Content starts

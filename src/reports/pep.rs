// src/reports/pep.rs
//
// PEP status report: compare the status each PEP declares in the numerical
// index with the status on its own page, and count the latter.

use std::fmt;

use encoding_rs::Encoding;
use scraper::Html;
use tracing::{info, warn};
use url::Url;

use crate::config::{join_url, Config};
use crate::core::{attr, fetch, locate, locate_all, text, Fetch, TagQuery};
use crate::error::{NotFound, Result, ScrapeError};
use crate::progress::Progress;
use crate::table::ReportTable;
use crate::tally::StatusTally;

pub const NUMERICAL_INDEX_ID: &str = "numerical-index";
pub const PEP_LINK_CLASS: &str = "pep reference internal";

/// One index row whose page disagrees with the index.
#[derive(Clone, Debug, PartialEq, Eq)]
pub struct StatusMismatch {
    pub url: Url,
    pub declared: String,
    pub actual: String,
}

impl fmt::Display for StatusMismatch {
    fn fmt(&self, f: &mut fmt::Formatter<'_>) -> fmt::Result {
        write!(
            f,
            "Несовпадающие статусы:\n{}\nСтатус в карточке: {}\nОжидаемый статус: {}",
            self.url, self.actual, self.declared
        )
    }
}

/// Everything one pass over the index produced.
#[derive(Clone, Debug, Default)]
pub struct Reconciliation {
    pub tally: StatusTally,
    pub mismatches: Vec<StatusMismatch>,
    pub connection_errors: Vec<NotFound>,
}

impl Reconciliation {
    /// Connection failures as one error line, each mismatch as its own warning.
    pub fn log_findings(&self) {
        super::log_connection_errors(&self.connection_errors);
        for m in &self.mismatches {
            warn!("{m}");
        }
    }

    pub fn into_table(self) -> ReportTable {
        self.tally.to_table()
    }
}

/// A row of the numerical index: what it claims, and where to check.
#[derive(Clone, Debug, PartialEq, Eq)]
pub struct IndexEntry {
    pub declared: String,
    pub url: Url,
}

/// Second comma-separated field of the abbreviation title: "Process, Active" → "Active".
pub fn declared_status(title: &str) -> Result<&str> {
    title
        .split(", ")
        .nth(1)
        .map(str::trim)
        .filter(|s| !s.is_empty())
        .ok_or_else(|| ScrapeError::MalformedStatus { title: s!(title) })
}

/// Rows of the numerical index table, header row skipped.
pub fn index_entries(doc: &Html, index_url: &Url) -> Result<Vec<IndexEntry>> {
    let section = locate(doc, TagQuery::new("section").attr("id", NUMERICAL_INDEX_ID))?;
    locate_all(section, "tr")
        .into_iter()
        .skip(1)
        .map(|tr| -> Result<IndexEntry> {
            let abbr = locate(tr, "abbr")?;
            let declared = declared_status(attr(&abbr, "title")?)?;
            let link = locate(tr, TagQuery::new("a").attr("class", PEP_LINK_CLASS))?;
            let url = join_url(index_url, attr(&link, "href")?)?;
            Ok(IndexEntry { declared: s!(declared), url })
        })
        .collect()
}

/// Status shown on a PEP's own page: text of its first abbreviation.
pub fn page_status(doc: &Html) -> Result<String> {
    Ok(text(&locate(doc, "abbr")?).trim().to_string())
}

/// Walk the index at `index_url`, fetch every PEP page, tally actual statuses.
///
/// The index itself must load; a PEP page that fails to load is recorded in
/// `connection_errors` and skipped. Missing markup on any page is fatal.
pub fn reconcile(
    session: &dyn Fetch,
    index_url: &Url,
    encoding: &'static Encoding,
    progress: &mut dyn Progress,
) -> Result<Reconciliation> {
    let index = fetch(session, index_url, encoding)?;
    let entries = index_entries(&index, index_url)?;
    info!("PEP в индексе: {}", entries.len());

    let mut out = Reconciliation::default();
    progress.begin(entries.len());
    for entry in entries {
        match fetch(session, &entry.url, encoding) {
            Err(e) => out.connection_errors.push(e),
            Ok(page) => {
                let actual = page_status(&page)?;
                out.tally.increment(&actual);
                if actual != entry.declared {
                    out.mismatches.push(StatusMismatch {
                        url: entry.url.clone(),
                        declared: entry.declared,
                        actual,
                    });
                }
            }
        }
        progress.item_done(entry.url.as_str());
    }
    progress.finish();
    Ok(out)
}

pub fn build(session: &dyn Fetch, config: &Config, progress: &mut dyn Progress) -> Result<ReportTable> {
    let result = reconcile(session, &config.pep_doc_url, config.encoding, progress)?;
    result.log_findings();
    Ok(result.into_table())
}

Content ends

Word for word, return each of the entries.

• Exercise output:
filename src/reports/pep.rs
// src/reports/pep.rs
//
// PEP status report: compare the status each PEP declares in the numerical
// index with the status on its own page, and count the latter.

use std::fmt;

use encoding_rs::Encoding;
use scraper::Html;
use tracing::{info, warn};
use url::Url;

use crate::config::{join_url, Config};
use crate::core::{attr, fetch, locate, locate_all, text, Fetch, TagQuery};
use crate::error::{NotFound, Result, ScrapeError};
use crate::progress::Progress;
use crate::table::ReportTable;
use crate::tally::StatusTally;

pub const NUMERICAL_INDEX_ID: &str = "numerical-index";
pub const PEP_LINK_CLASS: &str = "pep reference internal";

/// One index row whose page disagrees with the index.
#[derive(Clone, Debug, PartialEq, Eq)]
pub struct StatusMismatch {
    pub url: Url,
    pub declared: String,
    pub actual: String,
}

impl fmt::Display for StatusMismatch {
    fn fmt(&self, f: &mut fmt::Formatter<'_>) -> fmt::Result {
        write!(
            f,
            "Несовпадающие статусы:\n{}\nСтатус в карточке: {}\nОжидаемый статус: {}",
            self.url, self.actual, self.declared
        )
    }
}

/// Everything one pass over the index produced.
#[derive(Clone, Debug, Default)]
pub struct Reconciliation {
    pub tally: StatusTally,
    pub mismatches: Vec<StatusMismatch>,
    pub connection_errors: Vec<NotFound>,
}

impl Reconciliation {
    /// Connection failures as one error line, each mismatch as its own warning.
    pub fn log_findings(&self) {
        super::log_connection_errors(&self.connection_errors);
        for m in &self.mismatches {
            warn!("{m}");
        }
    }

    pub fn into_table(self) -> ReportTable {
        self.tally.to_table()
    }
}

/// A row of the numerical index: what it claims, and where to check.
#[derive(Clone, Debug, PartialEq, Eq)]
pub struct IndexEntry {
    pub declared: String,
    pub url: Url,
}

/// Second comma-separated field of the abbreviation title: "Process, Active" → "Active".
pub fn declared_status(title: &str) -> Result<&str> {
    title
        .split(", ")
        .nth(1)
        .map(str::trim)
        .filter(|s| !s.is_empty())
        .ok_or_else(|| ScrapeError::MalformedStatus { title: s!(title) })
}

/// Rows of the numerical index table, header row skipped.
pub fn index_entries(doc: &Html, index_url: &Url) -> Result<Vec<IndexEntry>> {
    let section = locate(doc, TagQuery::new("section").attr("id", NUMERICAL_INDEX_ID))?;
    locate_all(section, "tr")
        .into_iter()
        .skip(1)
        .map(|tr| -> Result<IndexEntry> {
            let abbr = locate(tr, "abbr")?;
            let declared = declared_status(attr(&abbr, "title")?)?;
            let link = locate(tr, TagQuery::new("a").attr("class", PEP_LINK_CLASS))?;
            let url = join_url(index_url, attr(&link, "href")?)?;
            Ok(IndexEntry { declared: s!(declared), url })
        })
        .collect()
}

/// Status shown on a PEP's own page: text of its first abbreviation.
pub fn page_status(doc: &Html) -> Result<String> {
    Ok(text(&locate(doc, "abbr")?).trim().to_string())
}

/// Walk the index at `index_url`, fetch every PEP page, tally actual statuses.
///
/// The index itself must load; a PEP page that fails to load is recorded in
/// `connection_errors` and skipped. Missing markup on any page is fatal.
pub fn reconcile(
    session: &dyn Fetch,
    index_url: &Url,
    encoding: &'static Encoding,
    progress: &mut dyn Progress,
) -> Result<Reconciliation> {
    let index = fetch(session, index_url, encoding)?;
    let entries = index_entries(&index, index_url)?;
    info!("PEP в индексе: {}", entries.len());

    let mut out = Reconciliation::default();
    progress.begin(entries.len());
    for entry in entries {
        match fetch(session, &entry.url, encoding) {
            Err(e) => out.connection_errors.push(e),
            Ok(page) => {
                let actual = page_status(&page)?;
                out.tally.increment(&actual);
                if actual != entry.declared {
                    out.mismatches.push(StatusMismatch {
                        url: entry.url.clone(),
                        declared: entry.declared,
                        actual,
                    });
                }
            }
        }
        progress.item_done(entry.url.as_str());
    }
    progress.finish();
    Ok(out)
}

pub fn build(session: &dyn Fetch, config: &Config, progress: &mut dyn Progress) -> Result<ReportTable> {
    let result = reconcile(session, &config.pep_doc_url, config.encoding, progress)?;
    result.log_findings();
    Ok(result.into_table())
}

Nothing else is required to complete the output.